WHAT TO PRODUCE:
Copy out each line from the material where the word "last" is found.

====== DATA SHOWN

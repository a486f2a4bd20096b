//! End-to-end scene tests driven by TOML documents

use grid_composer::overlay::{GradientDirection, LayerSource, OverlayEffect, OverlayKind};
use grid_composer::scene::PaintStep;
use grid_composer::{compose, compose_with_config, ComposeConfig, ComposeError, TextKind};
use pretty_assertions::assert_eq;

const SPLIT_WITH_HERO: &str = r##"
theme = "classic"

[layout]
type = "rows"
structure = [{ size = 50 }, { size = 50 }]

[[images]]
id = "hero"
src = "hero.jpg"

[cell_images]
"0" = "hero"

[text.title]
content = "Summer Sale"
[text.tagline]
content = "Everything must go"
[text.cta]
content = "Shop now"
[text.body_heading]
content = "This week only"
[text.body_text]
content = "Up to 50% off selected items."
[text.footnote]
content = "While stocks last"
"##;

fn kinds_in(scene: &grid_composer::Scene, cell: usize) -> (Vec<TextKind>, Vec<TextKind>) {
    let cell = scene.cell(cell).expect("cell should exist");
    (
        cell.on_image_text.iter().map(|r| r.kind).collect(),
        cell.background_text.iter().map(|r| r.kind).collect(),
    )
}

#[test]
fn test_auto_text_placement_split() {
    let scene = compose(SPLIT_WITH_HERO).expect("Should compose");
    assert_eq!(scene.cells.len(), 2);

    let (on_image, background) = kinds_in(&scene, 0);
    assert_eq!(
        on_image,
        vec![TextKind::Title, TextKind::Tagline, TextKind::Cta]
    );
    assert!(background.is_empty());

    let (on_image, background) = kinds_in(&scene, 1);
    assert!(on_image.is_empty());
    assert_eq!(
        background,
        vec![TextKind::BodyHeading, TextKind::BodyText, TextKind::Footnote]
    );
    assert!(scene.cells[1].image.is_none());
}

#[test]
fn test_explicit_text_cell_wins() {
    let source = format!("{}\n[text_cells]\ntitle = 1\n", SPLIT_WITH_HERO);
    let scene = compose(&source).expect("Should compose");

    let (on_image, _) = kinds_in(&scene, 0);
    assert_eq!(on_image, vec![TextKind::Tagline, TextKind::Cta]);

    let (cell, title) = scene.find_text(TextKind::Title).unwrap();
    assert_eq!(cell.index(), 1);
    assert!(title.shadow.is_none(), "background text has no shadow");
}

#[test]
fn test_negative_text_cell_means_auto() {
    let source = format!("{}\n[text_cells]\ntitle = -1\n", SPLIT_WITH_HERO);
    let scene = compose(&source).expect("Should compose");
    assert_eq!(scene.find_text(TextKind::Title).unwrap().0.index(), 0);
}

#[test]
fn test_hero_text_without_images_renders_nowhere() {
    let source = r#"
[layout]
type = "columns"
structure = [{ size = 50 }, { size = 50 }]

[text.title]
content = "Lost"
[text.body_text]
content = "Found"
"#;
    let scene = compose(source).expect("Should compose");
    assert!(scene.find_text(TextKind::Title).is_none());
    assert_eq!(scene.find_text(TextKind::BodyText).unwrap().0.index(), 0);
}

#[test]
fn test_fullbleed_normalization() {
    let empty = compose(
        r#"
[layout]
type = "fullbleed"
structure = []
"#,
    )
    .unwrap();
    let explicit = compose(
        r#"
[layout]
type = "fullbleed"
structure = [{ size = 100, subdivisions = 1, sub_sizes = [100] }]
"#,
    )
    .unwrap();
    assert_eq!(empty.cells.len(), 1);
    assert_eq!(empty, explicit);
}

#[test]
fn test_structure_normalized_on_load() {
    let scene = compose(
        r#"
[layout]
type = "columns"
structure = [{ size = 5, subdivisions = 2, sub_sizes = [30] }, { size = 95 }]
"#,
    )
    .unwrap();
    assert_eq!(scene.cells.len(), 3);
    let widths: Vec<f64> = scene.cells.iter().map(|c| c.cell.section_size_pct).collect();
    let total = widths[0] + widths[2];
    assert!((total - 100.0).abs() < 0.1, "sections sum to {}", total);
    assert!(widths[0] >= 10.0 - 0.1 && widths[2] <= 90.0 + 0.1);
    // sub_sizes length mismatch falls back to equal shares
    assert_eq!(scene.cells[0].cell.sub_size_pct, 50.0);
}

#[test]
fn test_overlay_layering_order() {
    let source = r##"
[layout]
type = "rows"
structure = [{ size = 50 }, { size = 50 }]

[[images]]
id = "hero"
src = "hero.jpg"
overlay = { type = "solid", color = "primary", opacity = 50 }

[cell_images]
"0" = "hero"

[cell_overlays.0]
enabled = true
type = "gradient-down"
color = "accent"
opacity = 30
"##;
    let scene = compose(source).unwrap();
    let cell = &scene.cells[0];
    assert_eq!(cell.overlays.len(), 2);

    let image_layer = &cell.overlays[0];
    assert_eq!(image_layer.source, LayerSource::Image);
    assert_eq!(image_layer.kind, OverlayKind::Solid);
    assert_eq!(
        image_layer.effect,
        OverlayEffect::Fill {
            color: "#1e3a5f".to_string(),
            opacity: 0.5
        }
    );

    let cell_layer = &cell.overlays[1];
    assert_eq!(cell_layer.source, LayerSource::Cell);
    assert_eq!(cell_layer.kind, OverlayKind::Gradient(GradientDirection::Down));
    assert_eq!(cell_layer.effect.opacity(), 0.3);

    let steps = cell.paint_order();
    assert!(matches!(steps[0], PaintStep::Background(_)));
    assert!(matches!(steps[1], PaintStep::Image(_)));
    assert!(matches!(steps[2], PaintStep::Overlay(layer) if layer.source == LayerSource::Image));
    assert!(matches!(steps[3], PaintStep::Overlay(layer) if layer.source == LayerSource::Cell));
}

#[test]
fn test_cell_overlay_custom_fields_fall_back_to_image_overlay() {
    let source = r##"
[layout]
type = "rows"
structure = [{ size = 50 }, { size = 50 }]

[[images]]
id = "hero"
src = "hero.jpg"
overlay = { type = "vignette", color = "black", opacity = 60 }

[cell_images]
"0" = "hero"

[cell_overlays.0]
opacity = 20
"##;
    let scene = compose(source).unwrap();
    let cell_layer = &scene.cells[0].overlays[1];
    assert_eq!(cell_layer.kind, OverlayKind::parse("vignette"));
    assert_eq!(cell_layer.effect.opacity(), 0.2);
}

#[test]
fn test_disabled_cell_overlay_and_legacy_image_cell() {
    let source = r##"
image_cell = 1

[overlay]
type = "solid"
color = "black"
opacity = 40

[layout]
type = "rows"
structure = [{ size = 50 }, { size = 50 }]

[cell_overlays.0]
enabled = false
"##;
    let scene = compose(source).unwrap();
    assert!(scene.cells[0].overlays.is_empty());
    assert_eq!(scene.cells[1].overlays.len(), 1);
    assert_eq!(scene.cells[1].overlays[0].source, LayerSource::Cell);
}

#[test]
fn test_unknown_overlay_type_fails_closed_to_solid() {
    let source = r##"
[[images]]
id = "bg"
src = "bg.jpg"
overlay = { type = "sparkles", color = "accent", opacity = 25 }

[cell_images]
"0" = "bg"
"##;
    let scene = compose(source).unwrap();
    assert_eq!(scene.cells[0].overlays[0].kind, OverlayKind::Solid);
}

#[test]
fn test_image_defaults_and_filter_chain() {
    let source = r##"
[[images]]
id = "plain"
src = "plain.jpg"

[[images]]
id = "moody"
src = "moody.jpg"
fit = "contain"
position = { x = 20, y = 80 }
filters = { sepia = true, contrast = 120, blur = 3 }
overlay = { type = "duotone", color = "accent", opacity = 50 }

[layout]
type = "columns"
structure = [{ size = 50 }, { size = 50 }]

[cell_images]
"0" = "plain"
"1" = "moody"
"##;
    let scene = compose(source).unwrap();

    let plain = scene.cells[0].image.as_ref().unwrap();
    assert_eq!(plain.fit.as_str(), "cover");
    assert_eq!((plain.position.x, plain.position.y), (50.0, 50.0));
    assert_eq!(plain.filters.expression(), None);

    let moody = scene.cells[1].image.as_ref().unwrap();
    assert_eq!(moody.fit.as_str(), "contain");
    assert_eq!((moody.position.x, moody.position.y), (20.0, 80.0));
    assert_eq!(
        moody.filters.expression().as_deref(),
        Some("grayscale(100%) sepia(100%) contrast(120%) blur(3px)")
    );
}

#[test]
fn test_frame_width_follows_resolved_padding() {
    let source = r##"
[layout]
type = "rows"
structure = [{ size = 50 }, { size = 50 }]

[padding]
global = 60

[padding.cells]
"1" = 20

[frame.outer]
percent = 50

[frame.cells.0]
percent = 25
color = "accent"

[frame.cells.1]
percent = 25
"##;
    let scene = compose(source).unwrap();
    let outer = scene.outer_frame.as_ref().unwrap();
    assert_eq!((outer.width, outer.color.as_str()), (30, "#ffffff"));

    let frame0 = scene.cells[0].frame.as_ref().unwrap();
    assert_eq!((frame0.width, frame0.color.as_str()), (15, "#e07a5f"));
    assert_eq!(scene.cells[1].frame.as_ref().unwrap().width, 5);
}

#[test]
fn test_platform_and_custom_theme() {
    let source = r##"
platform = "facebook-post"
background = "accent"

[theme]
primary = "#101010"
secondary = "#202020"
accent = "#303030"
"##;
    let scene = compose(source).unwrap();
    assert_eq!((scene.width, scene.height), (1200, 630));
    assert_eq!(scene.cells[0].background, "#303030");
}

#[test]
fn test_unknown_platform_and_theme_fall_back() {
    let source = r#"
platform = "fax-machine"
theme = "neon"
"#;
    let scene = compose(source).unwrap();
    assert_eq!((scene.width, scene.height), (1080, 1080));
    assert_eq!(scene.cells[0].background, "#1e3a5f");
}

#[test]
fn test_stale_references_dropped_on_load() {
    let source = r##"
[layout]
type = "rows"
structure = [{ size = 50 }, { size = 50 }]

[[images]]
id = "a"
src = "a.jpg"

[cell_images]
"0" = "a"
"5" = "a"
"first" = "a"

[text.title]
content = "Title"

[text_cells]
title = 9
"##;
    let scene = compose(source).unwrap();
    assert_eq!(scene.cells.len(), 2);
    // title reverts to auto placement over the image
    assert_eq!(scene.find_text(TextKind::Title).unwrap().0.index(), 0);
}

#[test]
fn test_text_styling_from_document() {
    let source = r##"
[fonts]
heading = "Oswald"
body = "Lora"

[layout]
type = "rows"
text_align = "left"
text_vertical_align = "start"
structure = [{ size = 50 }, { size = 50 }]

[cell_alignments.0]
text_vertical_align = "end"

[cell_backgrounds]
"0" = "off-white"

[text.body_heading]
content = "Heading"
color = "accent"
size = 54
bold = true
text_align = "right"

[text.footnote]
content = "Small print"
italic = true
"##;
    let scene = compose(source).unwrap();

    let (cell, heading) = scene.find_text(TextKind::BodyHeading).unwrap();
    assert_eq!(cell.index(), 0);
    assert_eq!(heading.font_family, "Oswald");
    assert_eq!(heading.font_size, 54.0);
    assert_eq!(heading.color, "#e07a5f");
    assert!(heading.bold);
    assert_eq!(heading.align.as_str(), "right");
    assert_eq!(heading.vertical_align.as_str(), "end");

    let (_, footnote) = scene.find_text(TextKind::Footnote).unwrap();
    assert_eq!(footnote.font_family, "Lora");
    assert_eq!(footnote.align.as_str(), "left");
    assert!(footnote.italic);
    // off-white background gets dark text
    assert_eq!(footnote.color, "#1f2937");
    // footnote stacks below the heading, block pinned to the bottom
    assert!(footnote.bounds.y > heading.bounds.y);
    assert!((footnote.bounds.bottom() - cell.content_box.bottom()).abs() < 1e-9);
}

#[test]
fn test_logo_placement() {
    let source = r#"
platform = "instagram-portrait"

[logo]
src = "logo.svg"
position = "top-left"
size = 10

[padding]
global = 24
"#;
    let scene = compose(source).unwrap();
    let logo = scene.logo.as_ref().unwrap();
    assert_eq!((logo.bounds.x, logo.bounds.y), (24.0, 24.0));
    assert_eq!(logo.bounds.width, 108.0);
}

#[test]
fn test_build_is_deterministic() {
    let a = compose(SPLIT_WITH_HERO).unwrap();
    let b = compose(SPLIT_WITH_HERO).unwrap();
    assert_eq!(a, b);
}

#[test]
fn test_oversized_text_metrics_are_bounded() {
    let source = r#"
[layout]
type = "rows"
structure = [{ size = 50 }, { size = 50 }]

[text.body_text]
content = "Huge\nand wide"
size = 1e300
letter_spacing = 1e300
"#;
    let scene = compose(source).unwrap();
    let (_, body) = scene.find_text(TextKind::BodyText).unwrap();
    assert!(body.font_size.is_finite());
    assert!(body.letter_spacing <= 5.0);
    assert!(body.lines >= 2 && body.lines <= grid_composer::scene::text::MAX_LINES);
    assert!(body.block_height().is_finite());
}

#[test]
fn test_invalid_toml_reports_span() {
    let source = "[layout]\ntype = \"rows\"\nstructure = 12\n";
    let err = compose_with_config(source, &ComposeConfig::new()).unwrap_err();
    let ComposeError::Document(err) = err else {
        panic!("expected a document error");
    };
    assert!(err.span().is_some());
    let report = err.format(source, "post.toml");
    assert!(report.contains("post.toml"));
}

#[test]
fn test_describe_snapshot() {
    let scene = compose(SPLIT_WITH_HERO).unwrap();
    insta::assert_snapshot!(scene.describe(), @r###"
    scene 1080x1080
      cell 0 [0.0] 0.0,0.0 1080.0x540.0 padding 40.0
        background #1e3a5f
        image hero (hero.jpg) cover at 50%,50% filter none
        text title on-image "Summer Sale" Inter 72.0px #ffffff center/center y 172.4 h 86.4
        text tagline on-image "Everything must go" Inter 36.0px #ffffff center/center y 276.8 h 43.2
        text cta on-image "Shop now" Inter 28.0px #ffffff center/center y 334.0 h 33.6
      cell 1 [1.0] 0.0,540.0 1080.0x540.0 padding 40.0
        background #1e3a5f
        text body_heading background "This week only" Inter 40.0px #ffffff center/center y 752.0 h 48.0
        text body_text background "Up to 50% off selected items." Inter 24.0px #ffffff center/center y 812.0 h 28.8
        text footnote background "While stocks last" Inter 16.0px #ffffff center/center y 848.8 h 19.2
    "###);
}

============

TASK RESULT:
content = "While stocks last"
        text footnote background "While stocks last" Inter 16.0px #ffffff center/center y 848.8 h 19.2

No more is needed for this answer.